= Michael Edelstein =

Michael Edelstein (born February 20, 1968) began his career in episodic television working CBS Entertainment. There he worked on a number of series on the network's primetime schedule such as CSI. He then went on to work for NBC Universal

Together with Marc Cherry and Tom Spezialy, Edelstein was one of the original executive producers for Desperate Housewives. The show won two Golden Globes for best comedy series and other nominations.

Edelstein has been executive producer for the thriller series Threat Matrix, and sitcom Hope & Faith, as well as telefilms Haunting Sarah, and Him and Us.

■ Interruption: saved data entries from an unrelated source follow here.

//! CLI entry point for the repo-local architecture lint.
//!
//! Usage: `architecture-lint [CRATE_DIR]`. Without an argument the
//! `coordinator/` crate of the enclosing workspace is linted.

use std::fmt;
use std::fs;
use std::io::{self, Write};
use std::path::{Path, PathBuf};
use std::process::ExitCode;

fn main() -> ExitCode {
    let crate_dir = match std::env::args_os().nth(1) {
        Some(dir) => PathBuf::from(dir),
        None => match workspace_root() {
            Ok(root) => root.join("coordinator"),
            Err(err) => return report(&err),
        },
    };

    match architecture_lint::lint_crate_sources(&crate_dir) {
        Ok(()) => ExitCode::SUCCESS,
        Err(err) => report(&err),
    }
}

fn report(err: &dyn fmt::Display) -> ExitCode {
    let _ = writeln!(io::stderr().lock(), "{err}");
    ExitCode::FAILURE
}

#[derive(Debug, Clone, Copy)]
struct WorkspaceRootError;

impl fmt::Display for WorkspaceRootError {
    fn fmt(&self, f: &mut fmt::Formatter<'_>) -> fmt::Result {
        f.write_str("unable to locate the workspace root; pass the crate directory explicitly")
    }
}

fn workspace_root() -> Result<PathBuf, WorkspaceRootError> {
    [
        std::env::var_os("CARGO_WORKSPACE_DIR").map(PathBuf::from),
        std::env::current_dir().ok(),
        Some(PathBuf::from(env!("CARGO_MANIFEST_DIR"))),
    ]
    .into_iter()
    .flatten()
    .find_map(|start| find_workspace_root(&start))
    .ok_or(WorkspaceRootError)
}

fn find_workspace_root(start: &Path) -> Option<PathBuf> {
    start
        .ancestors()
        .find(|dir| declares_workspace(&dir.join("Cargo.toml")))
        .map(Path::to_path_buf)
}

fn declares_workspace(manifest: &Path) -> bool {
    fs::read_to_string(manifest).is_ok_and(|contents| contents.contains("[workspace]"))
}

Edelstein worked on the 2009 space drama, Defying Gravity,

During his 7 years at NBC he worked with in-house production labels included Carnival which produced Downton Abbey, and Monkey Kingdom, which produced Made in Chelsea. Also Chocolate Media, a factual/entertainment label, and Lucky Giant, which specialises in comedy, notably Chris Guest's HBO/BBC television series Family Tree starring Chris O’Dowd.

Edelstein played a key role in identifying Matchbox Pictures, an Australian production company responsible for The Slap. Matchbox was acquired by NBCUniversal International Television Productions in 2013.

Edelstein was also involved in securing an equity stake in Canadian company Lark Productions, the producers responsible for Real Housewives of Vancouver.

On 13 April 2015, NBCUniversal, Mediengruppe RTL Deutschland and TF1 announced they had entered into an international co-production partnership to produce original US-style TV procedural dramas, including up to three new dramas over two years.

Edelstein was on the board of Working Title which produced drama and comedy programming for both UK and US broadcasters.

Edelstein left NBC Universal in 2017 with the end of his contract.